REQUIRED WORK: Lines below that include the word "ProtocolError" should each be copied.

TASK INPUT:
○ ○ ○

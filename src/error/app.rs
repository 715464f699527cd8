use thiserror::Error;

use super::{ConfigError, FetchError, ProtocolError, SubmitError, ValidationError};

/// Exit status used for configuration and usage failures.
pub const EXIT_CONFIGURATION: u8 = 2;
/// Exit status used for any other fatal failure.
pub const EXIT_FAILURE: u8 = 1;

#[derive(Debug, Error)]
pub enum AppError {
    #[error("I/O error: {source}")]
    Io {
        #[from]
        source: std::io::Error,
    },
    #[error("CLI error: {source}")]
    Clap {
        #[from]
        source: clap::Error,
    },
    #[error("JSON error: {source}")]
    Json {
        #[from]
        source: serde_json::Error,
    },
    #[error("Validation error: {0}")]
    Validation(#[from] ValidationError),
    #[error("Configuration error: {0}")]
    Config(#[from] ConfigError),
    #[error("Fetch error: {0}")]
    Fetch(#[from] FetchError),
    #[error("Protocol error: {0}")]
    Protocol(#[from] ProtocolError),
    #[error("Submit error: {0}")]
    Submit(#[from] SubmitError),
}

pub type AppResult<T> = Result<T, AppError>;

impl AppError {
    pub fn validation<E>(error: E) -> Self
    where
        E: Into<ValidationError>,
    {
        error.into().into()
    }

    pub fn config<E>(error: E) -> Self
    where
        E: Into<ConfigError>,
    {
        error.into().into()
    }

    pub fn fetch<E>(error: E) -> Self
    where
        E: Into<FetchError>,
    {
        error.into().into()
    }

    pub fn protocol<E>(error: E) -> Self
    where
        E: Into<ProtocolError>,
    {
        error.into().into()
    }

    pub fn submit<E>(error: E) -> Self
    where
        E: Into<SubmitError>,
    {
        error.into().into()
    }

    /// Whether another attempt of the same network call may succeed.
    #[must_use]
    pub fn is_retryable(&self) -> bool {
        match self {
            AppError::Fetch(error) => error.is_retryable(),
            AppError::Submit(error) => error.is_retryable(),
            AppError::Io { .. }
            | AppError::Clap { .. }
            | AppError::Json { .. }
            | AppError::Validation(_)
            | AppError::Config(_)
            | AppError::Protocol(_) => false,
        }
    }

    /// Short name of the failure class, used in retry logs.
    #[must_use]
    pub const fn kind(&self) -> &'static str {
        match self {
            AppError::Io { .. } => "Io",
            AppError::Clap { .. } => "Clap",
            AppError::Json { .. } => "Json",
            AppError::Validation(_) => "Validation",
            AppError::Config(_) => "Configuration",
            AppError::Fetch(_) => "TransientFetch",
            AppError::Protocol(_) => "Protocol",
            AppError::Submit(_) => "Submit",
        }
    }

    /// Process exit status for a fatal error.
    #[must_use]
    pub const fn exit_code(&self) -> u8 {
        match self {
            AppError::Clap { .. } | AppError::Validation(_) | AppError::Config(_) => {
                EXIT_CONFIGURATION
            }
            AppError::Io { .. }
            | AppError::Json { .. }
            | AppError::Fetch(_)
            | AppError::Protocol(_)
            | AppError::Submit(_) => EXIT_FAILURE,
        }
    }
}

○ ○ ○

ANSWER:
use super::{ConfigError, FetchError, ProtocolError, SubmitError, ValidationError};
    Protocol(#[from] ProtocolError),
        E: Into<ProtocolError>,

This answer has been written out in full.